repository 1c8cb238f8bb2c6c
//! Drives one spin end to end on a single-threaded executor.
//!
//! The machine lives in a `RefCell` so the host UI can read it between
//! suspension points. No borrow is held across an `.await`.

use std::cell::RefCell;

use crate::animation::SpinAnimation;
use crate::spin_client::SpinClient;
use crate::state_machine::{Resolution, SpinAttempt, SpinEnd, SpinMachine};

/// Runs one transition and resolves when it has finished.
///
/// There is no cancellation: once started the transition always completes.
#[allow(async_fn_in_trait)]
pub trait Animator {
    async fn animate(&self, animation: &SpinAnimation);
}

#[derive(Debug, Clone, PartialEq)]
pub enum SpinReport {
    /// Another spin was in flight; nothing happened.
    Ignored,
    /// Inventory is exhausted; no request was made.
    Rejected,
    Blocked(String),
    Settled(SpinEnd),
}

pub async fn run_spin<C, A>(machine: &RefCell<SpinMachine>, client: &C, animator: &A) -> SpinReport
where
    C: SpinClient,
    A: Animator,
{
    let attempt = machine.borrow_mut().begin_spin();
    match attempt {
        SpinAttempt::Started => finish_spin(machine, client, animator).await,
        SpinAttempt::Busy => SpinReport::Ignored,
        SpinAttempt::Exhausted => SpinReport::Rejected,
    }
}

/// Continue a spin that `begin_spin` has already moved to `Requesting`.
pub async fn finish_spin<C, A>(
    machine: &RefCell<SpinMachine>,
    client: &C,
    animator: &A,
) -> SpinReport
where
    C: SpinClient,
    A: Animator,
{
    let response = client.request_spin().await;

    let resolution = machine.borrow_mut().resolve(response);
    let animation = match resolution {
        Resolution::Animate(animation) => animation,
        Resolution::Blocked(message) => return SpinReport::Blocked(message),
        Resolution::Stale => return SpinReport::Ignored,
    };

    animator.animate(&animation).await;

    let end = machine.borrow_mut().complete_animation();
    match end {
        Some(end) => SpinReport::Settled(end),
        None => SpinReport::Ignored,
    }
}
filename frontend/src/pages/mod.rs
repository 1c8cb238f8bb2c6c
pub mod home;
pub mod not_found;
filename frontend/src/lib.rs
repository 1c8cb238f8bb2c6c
pub mod api;
pub mod components;
pub mod config;
pub mod hooks;
pub mod pages;
pub mod styles;

use yew::prelude::*;
use yew_router::prelude::*;

use crate::pages::{home::Home, not_found::NotFound};

#[derive(Clone, Routable, PartialEq)]
pub enum Route {
    #[at("/")]
    Home,
    #[not_found]
    #[at("/404")]
    NotFound,
}

#[function_component(App)]
pub fn app() -> Html {
    html! {
        <BrowserRouter>
            <div class="min-h-screen w-full">
                <Switch<Route> render={switch} />
            </div>
        </BrowserRouter>
    }
}

pub fn switch(route: Route) -> Html {
    match route {
        Route::Home => html! { <Home /> },
        Route::NotFound => html! { <NotFound /> },
    }
}
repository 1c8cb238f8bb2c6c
pub const CONTAINER: &str = "min-h-screen bg-gray-50 dark:bg-gray-900 w-full px-4 sm:px-6 lg:px-8";
pub const PAGE_INNER: &str = "max-w-xl mx-auto py-12 flex flex-col items-center gap-6 text-center";
pub const CARD: &str = "bg-white dark:bg-gray-800 rounded-lg shadow-lg dark:shadow-[0_4px_12px_-4px_rgba(255,255,255,0.03)] p-6";
pub const CARD_ERROR: &str = "bg-red-50 dark:bg-red-900/50 border border-red-200 dark:border-red-800 rounded-lg p-4 text-red-700 dark:text-red-200";
pub const TEXT_H1: &str = "text-3xl font-bold text-gray-900 dark:text-white";
pub const TEXT_BODY: &str = "text-gray-600 dark:text-gray-300";
pub const LINK: &str = "text-blue-600 dark:text-blue-400 hover:text-blue-700 dark:hover:text-blue-300 transition-colors duration-200";
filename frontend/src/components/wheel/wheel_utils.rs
use spinwheel_shared::constants::BLOCKED_COLOR;
use yew::prelude::*;

/// What the result card should show once a spin is over.
#[derive(Clone, Debug, PartialEq)]
pub enum ResultView {
    Prize(String),
    NoPrize(String),
    Blocked(String),
}

#[derive(Properties, PartialEq)]
pub struct ResultDisplayProps {
    pub result: Option<ResultView>,
}

#[function_component(ResultDisplay)]
pub fn result_display(props: &ResultDisplayProps) -> Html {
    let Some(result) = &props.result else {
        return html! {};
    };

    match result {
        ResultView::Prize(label) => html! {
            <div class="mt-8 mb-4 flex flex-col items-center justify-center">
                <div class={classes!(
                    "flex",
                    "flex-col",
                    "items-center",
                    "px-6",
                    "py-4",
                    "rounded-xl",
                    "bg-gradient-to-r",
                    "from-emerald-500",
                    "to-green-600",
                    "border-2",
                    "border-emerald-300",
                    "text-white",
                    "shadow-lg",
                    "animate-bounce"
                )}>
                    <span class="text-lg font-semibold">{"Congratulations! You Won!"}</span>
                    <span class="text-2xl font-bold mt-1">{label}</span>
                </div>
            </div>
        },
        ResultView::NoPrize(label) => html! {
            <div class="mt-8 mb-4 flex flex-col items-center justify-center">
                <div class="flex flex-col items-center px-6 py-4 rounded-xl bg-white dark:bg-gray-800 shadow-lg border-2 border-gray-200 dark:border-gray-700">
                    <span class="text-2xl font-bold text-gray-900 dark:text-white">{label}</span>
                    <span class="text-sm text-gray-600 dark:text-gray-400 mt-2">
                        {"Thanks for playing! Better luck next time"}
                    </span>
                </div>
            </div>
        },
        ResultView::Blocked(message) => html! {
            <div class="mt-8 mb-4 flex flex-col items-center justify-center">
                <div
                    class="px-6 py-4 rounded-xl text-white font-bold text-xl shadow-lg"
                    style={format!("background-color: {}", BLOCKED_COLOR)}
                >
                    {message}
                </div>
            </div>
        },
    }
}

#[derive(Properties, PartialEq)]
pub struct SpinButtonProps {
    pub is_spinning: bool,
    pub onclick: Callback<MouseEvent>,
}

#[function_component(SpinButton)]
pub fn spin_button(props: &SpinButtonProps) -> Html {
    let button_text = if props.is_spinning {
        "Spinning..."
    } else {
        "Spin the Wheel"
    };

    let button_class = if props.is_spinning {
        "bg-gradient-to-r from-gray-400 to-gray-500 opacity-75 cursor-not-allowed"
    } else {
        "bg-gradient-to-r from-emerald-500 to-green-600 hover:from-emerald-600 hover:to-green-700 shadow-lg hover:shadow-xl transform hover:-translate-y-0.5 active:translate-y-0"
    };

    let spin_icon_class = if props.is_spinning {
        "inline-block mr-2 animate-spin"
    } else {
        "hidden"
    };

    html! {
        <button
            onclick={props.onclick.clone()}
            disabled={props.is_spinning}
            class={classes!(
                "w-full",
                "px-8",
                "py-4",
                "rounded-full",
                "font-bold",
                "text-lg",
                "text-white",
                "transition-all",
                "duration-300",
                "focus:outline-none",
                "focus:ring-4",
                "focus:ring-emerald-300",
                button_class
            )}
        >
            <div class="flex items-center justify-center">
                <svg class={spin_icon_class} xmlns="http://www.w3.org/2000/svg" width="20" height="20" viewBox="0 0 24 24" fill="none" stroke="currentColor" stroke-width="2">
                    <circle cx="12" cy="12" r="10" />
                    <path d="M12 6v6l4 2" />
                </svg>
                <span>{button_text}</span>
            </div>
        </button>
    }
}

#[function_component(ExhaustedNotice)]
pub fn exhausted_notice() -> Html {
    html! {
        <div class="text-center px-6 py-4 rounded-xl bg-gray-100 dark:bg-gray-800">
            <p class="text-xl font-bold text-gray-900 dark:text-white">{"All prizes have been claimed!"}</p>
            <p class="text-sm text-gray-600 dark:text-gray-400 mt-2">{"Thank you for participating. Play is over."}</p>
        </div>
    }
}
// Copyright 2024 RustFS Team
//
// Licensed under the Apache License, Version 2.0 (the "License");
// you may not use this file except in compliance with the License.
// You may obtain a copy of the License at
//
//     http://www.apache.org/licenses/LICENSE-2.0
//
// Unless required by applicable law or agreed to in writing, software
// distributed under the License is distributed on an "AS IS" BASIS,
// WITHOUT WARRANTIES OR CONDITIONS OF ANY KIND, either express or implied.
// See the License for the specific language governing permissions and
// limitations under the License.

use super::config::NotificationFilter;
use crate::error::ValidationError;
use s3notify_config::notify::{FILTER_RULE_PREFIX, FILTER_RULE_SUFFIX};

/// Returns whether `key_name` passes every rule of `filter`.
///
/// A missing filter or one without rules lets every key through. Rule names
/// are compared case-insensitively; unknown names are ignored.
pub fn matches_filter(filter: Option<&NotificationFilter>, key_name: &str) -> bool {
    let Some(filter) = filter else {
        return true;
    };
    filter.rules().iter().all(|rule| {
        if rule.name.eq_ignore_ascii_case(FILTER_RULE_PREFIX) {
            key_name.starts_with(&rule.value)
        } else if rule.name.eq_ignore_ascii_case(FILTER_RULE_SUFFIX) {
            key_name.ends_with(&rule.value)
        } else {
            true
        }
    })
}

/// Capitalizes rule names in place and rejects anything that is not a
/// non-empty `Prefix` or `Suffix` rule.
pub fn normalize_filter_rules(filter: &mut NotificationFilter) -> Result<(), ValidationError> {
    let Some(rules) = filter.rules_mut() else {
        return Ok(());
    };
    for rule in rules.iter_mut() {
        rule.name = capitalize(&rule.name);
        if rule.name != FILTER_RULE_PREFIX && rule.name != FILTER_RULE_SUFFIX {
            return Err(ValidationError::InvalidFilterRuleName {
                argument_name: rule.name.clone(),
                argument_value: rule.value.clone(),
            });
        }
        if rule.value.is_empty() {
            return Err(ValidationError::EmptyFilterRuleValue {
                argument_name: rule.name.clone(),
                argument_value: rule.value.clone(),
            });
        }
    }
    Ok(())
}

fn capitalize(name: &str) -> String {
    let mut chars = name.chars();
    match chars.next() {
        Some(first) => first.to_uppercase().chain(chars.flat_map(char::to_lowercase)).collect(),
        None => String::new(),
    }
}

#[cfg(test)]
mod tests {
    use super::*;
    use crate::rules::FilterRule;

    fn filter(rules: &[(&str, &str)]) -> NotificationFilter {
        NotificationFilter::with_rules(rules.iter().map(|(n, v)| FilterRule::new(*n, *v)).collect())
    }

    #[test]
    fn test_no_filter_matches() {
        assert!(matches_filter(None, "anything"));
        assert!(matches_filter(Some(&NotificationFilter::default()), "anything"));
        assert!(matches_filter(Some(&filter(&[])), "anything"));
    }

    #[test]
    fn test_prefix_and_suffix() {
        let prefix = filter(&[("Prefix", "images/")]);
        assert!(matches_filter(Some(&prefix), "images/cat.png"));
        assert!(!matches_filter(Some(&prefix), "docs/file.png"));

        let suffix = filter(&[("suffix", ".png")]);
        assert!(matches_filter(Some(&suffix), "a.png"));
        assert!(!matches_filter(Some(&suffix), "a.txt"));

        let both = filter(&[("Prefix", "images/"), ("Suffix", ".png")]);
        assert!(matches_filter(Some(&both), "images/cat.png"));
        assert!(!matches_filter(Some(&both), "images/cat.jpg"));
        assert!(!matches_filter(Some(&both), "docs/cat.png"));
    }

    #[test]
    fn test_normalize_capitalizes() {
        let mut f = filter(&[("PREFIX", "images/"), ("suffix", ".png")]);
        normalize_filter_rules(&mut f).unwrap();
        assert_eq!(f.rules()[0].name, "Prefix");
        assert_eq!(f.rules()[1].name, "Suffix");
    }

    #[test]
    fn test_normalize_rejects_unknown_name() {
        let mut f = filter(&[("Middle", "x")]);
        let err = normalize_filter_rules(&mut f).unwrap_err();
        assert_eq!(
            err,
            ValidationError::InvalidFilterRuleName {
                argument_name: "Middle".to_string(),
                argument_value: "x".to_string(),
            }
        );
    }

    #[test]
    fn test_normalize_rejects_empty_value() {
        let mut f = filter(&[("prefix", "")]);
        let err = normalize_filter_rules(&mut f).unwrap_err();
        assert_eq!(err.message(), "filter value cannot be empty");
        assert_eq!(err.argument_name(), "Prefix");
    }

    #[test]
    fn test_capitalize() {
        assert_eq!(capitalize("sUFFIX"), "Suffix");
        assert_eq!(capitalize(""), "");
    }
}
▬▬▬▬▬▬▬▬▬▬
■ **Task directions**: Copy out each line of the data that has the word "SpinReport" in it.

■ **Solution for this exercise**:
pub enum SpinReport {
pub async fn run_spin<C, A>(machine: &RefCell<SpinMachine>, client: &C, animator: &A) -> SpinReport
        SpinAttempt::Busy => SpinReport::Ignored,
        SpinAttempt::Exhausted => SpinReport::Rejected,
) -> SpinReport
        Resolution::Blocked(message) => return SpinReport::Blocked(message),
        Resolution::Stale => return SpinReport::Ignored,
        Some(end) => SpinReport::Settled(end),
        None => SpinReport::Ignored,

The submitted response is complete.